So, here I am in a television studio playing the role of Momentarily Interesting Author, so that I can be interviewed so that I can get some free publicity so that maybe somebody will purchase a copy of my latest book.

Everything in a TV studio is one-sided, because reality separates itself from the Show That Must Go On. The cameras and lights and cobwebs and teleprompters and cuecards are all on one side of the room. On the other side is The Show—desks, chairs, heavily-made-up anchors waiting tensely for the commercial to end so that they can re-freeze those smiles that bring in those salaries.

I’m enjoying the spectacle but wondering whether the show would be twice as interesting if the cameras were moved to the Set and turned toward the reality part of the room.

What if the shows were shot vice-versa? Then, you’d see the backs of things: plywood housing Formica surfaces, polished non-carpeted floors nudging up to the frayed carpeting of The Set.

And get this: No living-flesh camera operators! The cameras are being controlled robotically, with no-one shouting orders or telling jokes in the earphones of bored camera operators, like in the early days. No ad-libbing, either.

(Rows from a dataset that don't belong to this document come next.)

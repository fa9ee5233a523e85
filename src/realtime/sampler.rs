//! Draws one metrics sample from the system probes.

use std::future::Future;
use std::sync::Arc;
use std::time::{Duration, Instant};

use chrono::Utc;

use crate::config::MetricsConfig;
use crate::observability::metrics;
use crate::realtime::probes::{
    CpuProbe, MemoryProbe, NetworkProbe, ProbeError, ProcNetDevProbe, PsProcessProbe, StatusProbe,
    StubStatusProbe,
};
use crate::realtime::sample::MetricsSample;

/// Default upper bound for a single probe call.
pub const DEFAULT_PROBE_TIMEOUT: Duration = Duration::from_millis(800);

/// Produces [`MetricsSample`]s; a failed or slow probe contributes zero.
#[derive(Clone)]
pub struct MetricsSampler {
    status: Arc<dyn StatusProbe>,
    cpu: Arc<dyn CpuProbe>,
    memory: Arc<dyn MemoryProbe>,
    network: Arc<dyn NetworkProbe>,
    probe_timeout: Duration,
}

impl MetricsSampler {
    pub fn new(
        status: Arc<dyn StatusProbe>,
        cpu: Arc<dyn CpuProbe>,
        memory: Arc<dyn MemoryProbe>,
        network: Arc<dyn NetworkProbe>,
    ) -> Self {
        Self {
            status,
            cpu,
            memory,
            network,
            probe_timeout: DEFAULT_PROBE_TIMEOUT,
        }
    }

    /// Build a sampler backed by the status page, `ps` and `/proc/net/dev`.
    pub fn from_config(config: &MetricsConfig) -> Self {
        let process = Arc::new(PsProcessProbe::new(config.process_name.clone()));
        Self::new(
            Arc::new(StubStatusProbe::new(config.status_url.clone())),
            process.clone(),
            process,
            Arc::new(ProcNetDevProbe::new(config.interface.clone())),
        )
        .with_probe_timeout(Duration::from_millis(config.probe_timeout_ms))
    }

    pub fn with_probe_timeout(mut self, timeout: Duration) -> Self {
        self.probe_timeout = timeout;
        self
    }

    /// Run all probes concurrently and assemble one sample.
    pub async fn sample(&self) -> MetricsSample {
        let started = Instant::now();
        let timestamp = Utc::now();

        let (status, cpu, memory, bandwidth) = tokio::join!(
            bounded("status", self.probe_timeout, self.status.server_status()),
            bounded("cpu", self.probe_timeout, self.cpu.cpu_percent()),
            bounded("memory", self.probe_timeout, self.memory.memory_percent()),
            bounded("network", self.probe_timeout, self.network.bandwidth()),
        );

        metrics::record_sample(started);

        MetricsSample {
            timestamp,
            active_connections: status.active_connections,
            requests_per_second: status.requests_per_second,
            cpu_usage_percent: cpu,
            memory_usage_percent: memory,
            bandwidth_in_bytes_per_sec: bandwidth.in_bytes_per_sec,
            bandwidth_out_bytes_per_sec: bandwidth.out_bytes_per_sec,
        }
    }
}

async fn bounded<T, F>(probe: &'static str, limit: Duration, call: F) -> T
where
    T: Default,
    F: Future<Output = Result<T, ProbeError>>,
{
    let result = match tokio::time::timeout(limit, call).await {
        Ok(result) => result,
        Err(_) => Err(ProbeError::Timeout),
    };

    result.unwrap_or_else(|e| {
        tracing::debug!(probe, error = %e, "Probe failed, reporting zero");
        metrics::record_probe_failure(probe);
        T::default()
    })
}

#[cfg(test)]
mod tests {
    use super::*;
    use crate::realtime::probes::{Bandwidth, ServerStatus};
    use async_trait::async_trait;

    struct Fixed;

    #[async_trait]
    impl StatusProbe for Fixed {
        async fn server_status(&self) -> Result<ServerStatus, ProbeError> {
            Ok(ServerStatus {
                active_connections: 7,
                requests_per_second: 12.5,
            })
        }
    }

    #[async_trait]
    impl CpuProbe for Fixed {
        async fn cpu_percent(&self) -> Result<f64, ProbeError> {
            Ok(3.0)
        }
    }

    #[async_trait]
    impl MemoryProbe for Fixed {
        async fn memory_percent(&self) -> Result<f64, ProbeError> {
            Ok(4.0)
        }
    }

    #[async_trait]
    impl NetworkProbe for Fixed {
        async fn bandwidth(&self) -> Result<Bandwidth, ProbeError> {
            Ok(Bandwidth {
                in_bytes_per_sec: 100,
                out_bytes_per_sec: 200,
            })
        }
    }

    struct Broken;

    #[async_trait]
    impl CpuProbe for Broken {
        async fn cpu_percent(&self) -> Result<f64, ProbeError> {
            Err(ProbeError::Parse("boom".into()))
        }
    }

    #[async_trait]
    impl NetworkProbe for Broken {
        async fn bandwidth(&self) -> Result<Bandwidth, ProbeError> {
            Err(ProbeError::Io(std::io::Error::from(std::io::ErrorKind::NotFound)))
        }
    }

    struct Hanging;

    #[async_trait]
    impl StatusProbe for Hanging {
        async fn server_status(&self) -> Result<ServerStatus, ProbeError> {
            std::future::pending().await
        }
    }

    #[tokio::test]
    async fn test_sample_collects_all_probes() {
        let fixed = Arc::new(Fixed);
        let sampler = MetricsSampler::new(fixed.clone(), fixed.clone(), fixed.clone(), fixed);
        let sample = sampler.sample().await;

        assert_eq!(sample.active_connections, 7);
        assert_eq!(sample.requests_per_second, 12.5);
        assert_eq!(sample.cpu_usage_percent, 3.0);
        assert_eq!(sample.memory_usage_percent, 4.0);
        assert_eq!(sample.bandwidth_in_bytes_per_sec, 100);
        assert_eq!(sample.bandwidth_out_bytes_per_sec, 200);
    }

    #[tokio::test(start_paused = true)]
    async fn test_failed_probes_degrade_to_zero() {
        let fixed = Arc::new(Fixed);
        let sampler = MetricsSampler::new(Arc::new(Hanging), Arc::new(Broken), fixed, Arc::new(Broken))
            .with_probe_timeout(Duration::from_millis(50));
        let sample = sampler.sample().await;

        assert_eq!(sample.active_connections, 0);
        assert_eq!(sample.requests_per_second, 0.0);
        assert_eq!(sample.cpu_usage_percent, 0.0);
        assert_eq!(sample.memory_usage_percent, 4.0);
        assert_eq!(sample.bandwidth_in_bytes_per_sec, 0);
        assert_eq!(sample.bandwidth_out_bytes_per_sec, 0);
    }
}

The show is one extended Cold Read.

The anchors are people who are skilled at reading aloud without stumbling much, people who read well and animatedly without seeming to falter.

I look out the hallway door at mist and fog and green hills beyond the studio.

The reversed cameras would also pick up tiny but fascinating bits of visual material—makeup and mirrors and no-sweat pads resting on chairs, ordinarily out of camera sight.

In real life, the talking heads seem somewhat small and real and vulnerable—not anything like their electronic images. If the camera could capture that, wouldn’t everything we see on TV be a bit sweeter and less threatening?

I don’t know the answer to that—I was asking you!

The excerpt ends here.